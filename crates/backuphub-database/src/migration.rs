//! Database migration runner.

use sqlx::PgPool;
use tracing::info;

use backuphub_core::error::{AppError, ErrorKind};

/// Run all pending database migrations.
pub async fn run_migrations(pool: &PgPool) -> Result<(), AppError> {
    info!("Running database migrations...");

    sqlx::migrate!("../../migrations")
        .run(pool)
        .await
        .map_err(|e| {
            AppError::with_source(
                ErrorKind::Database,
                format!("Failed to run migrations: {e}"),
                e,
            )
        })?;

    info!("Database migrations completed successfully");
    Ok(())
}
//! Unified application error types for BackupHub.
//!
//! All crates map their internal errors into [`AppError`] for consistent
//! propagation through the ? operator.

use std::fmt;
use thiserror::Error;

/// Top-level error kind categorization used across the entire application.
#[derive(Debug, Clone, Copy, PartialEq, Eq, Hash, serde::Serialize, serde::Deserialize)]
pub enum ErrorKind {
    /// The requested resource was not found.
    NotFound,
    /// Input validation failed.
    Validation,
    /// A conflict occurred (duplicate entry, already initialized, etc.).
    Conflict,
    /// An internal error occurred.
    Internal,
    /// A database error occurred.
    Database,
    /// A configuration error occurred.
    Configuration,
    /// A serialization/deserialization error occurred.
    Serialization,
    /// An I/O error occurred.
    Io,
    /// The scheduler rejected an operation.
    Scheduler,
}

impl fmt::Display for ErrorKind {
    fn fmt(&self, f: &mut fmt::Formatter<'_>) -> fmt::Result {
        match self {
            Self::NotFound => write!(f, "NOT_FOUND"),
            Self::Validation => write!(f, "VALIDATION"),
            Self::Conflict => write!(f, "CONFLICT"),
            Self::Internal => write!(f, "INTERNAL"),
            Self::Database => write!(f, "DATABASE"),
            Self::Configuration => write!(f, "CONFIGURATION"),
            Self::Serialization => write!(f, "SERIALIZATION"),
            Self::Io => write!(f, "IO"),
            Self::Scheduler => write!(f, "SCHEDULER"),
        }
    }
}

/// The unified application error used throughout BackupHub.
///
/// Crate-specific errors are mapped into `AppError` using `From` impls
/// or explicit `.map_err()` calls.
#[derive(Debug, Error)]
#[error("{kind}: {message}")]
pub struct AppError {
    /// The category of error.
    pub kind: ErrorKind,
    /// A human-readable error message.
    pub message: String,
    /// Optional underlying cause.
    #[source]
    pub source: Option<Box<dyn std::error::Error + Send + Sync>>,
}

impl AppError {
    /// Create a new application error.
    pub fn new(kind: ErrorKind, message: impl Into<String>) -> Self {
        Self {
            kind,
            message: message.into(),
            source: None,
        }
    }

    /// Create a new application error with an underlying cause.
    pub fn with_source(
        kind: ErrorKind,
        message: impl Into<String>,
        source: impl std::error::Error + Send + Sync + 'static,
    ) -> Self {
        Self {
            kind,
            message: message.into(),
            source: Some(Box::new(source)),
        }
    }

    /// Create a not-found error.
    pub fn not_found(message: impl Into<String>) -> Self {
        Self::new(ErrorKind::NotFound, message)
    }

    /// Create a validation error.
    pub fn validation(message: impl Into<String>) -> Self {
        Self::new(ErrorKind::Validation, message)
    }

    /// Create a conflict error.
    pub fn conflict(message: impl Into<String>) -> Self {
        Self::new(ErrorKind::Conflict, message)
    }

    /// Create an internal error.
    pub fn internal(message: impl Into<String>) -> Self {
        Self::new(ErrorKind::Internal, message)
    }

    /// Create a database error.
    pub fn database(message: impl Into<String>) -> Self {
        Self::new(ErrorKind::Database, message)
    }

    /// Create a configuration error.
    pub fn configuration(message: impl Into<String>) -> Self {
        Self::new(ErrorKind::Configuration, message)
    }

    /// Create a scheduler error.
    pub fn scheduler(message: impl Into<String>) -> Self {
        Self::new(ErrorKind::Scheduler, message)
    }

    /// Whether this error has the given kind.
    pub fn is(&self, kind: ErrorKind) -> bool {
        self.kind == kind
    }
}

impl Clone for AppError {
    fn clone(&self) -> Self {
        Self {
            kind: self.kind,
            message: self.message.clone(),
            source: None,
        }
    }
}

impl From<serde_json::Error> for AppError {
    fn from(err: serde_json::Error) -> Self {
        Self::with_source(
            ErrorKind::Serialization,
            format!("JSON serialization error: {err}"),
            err,
        )
    }
}

impl From<std::io::Error> for AppError {
    fn from(err: std::io::Error) -> Self {
        Self::with_source(ErrorKind::Io, format!("I/O error: {err}"), err)
    }
}

impl From<config::ConfigError> for AppError {
    fn from(err: config::ConfigError) -> Self {
        Self::with_source(
            ErrorKind::Configuration,
            format!("Configuration error: {err}"),
            err,
        )
    }
}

····················

**EXERCISE**
Among the lines of the data, find every one that holds "Debug" and copy it.

**RESPONSE TO THIS EXERCISE**
#[derive(Debug, Clone, Copy, PartialEq, Eq, Hash, serde::Serialize, serde::Deserialize)]
#[derive(Debug, Error)]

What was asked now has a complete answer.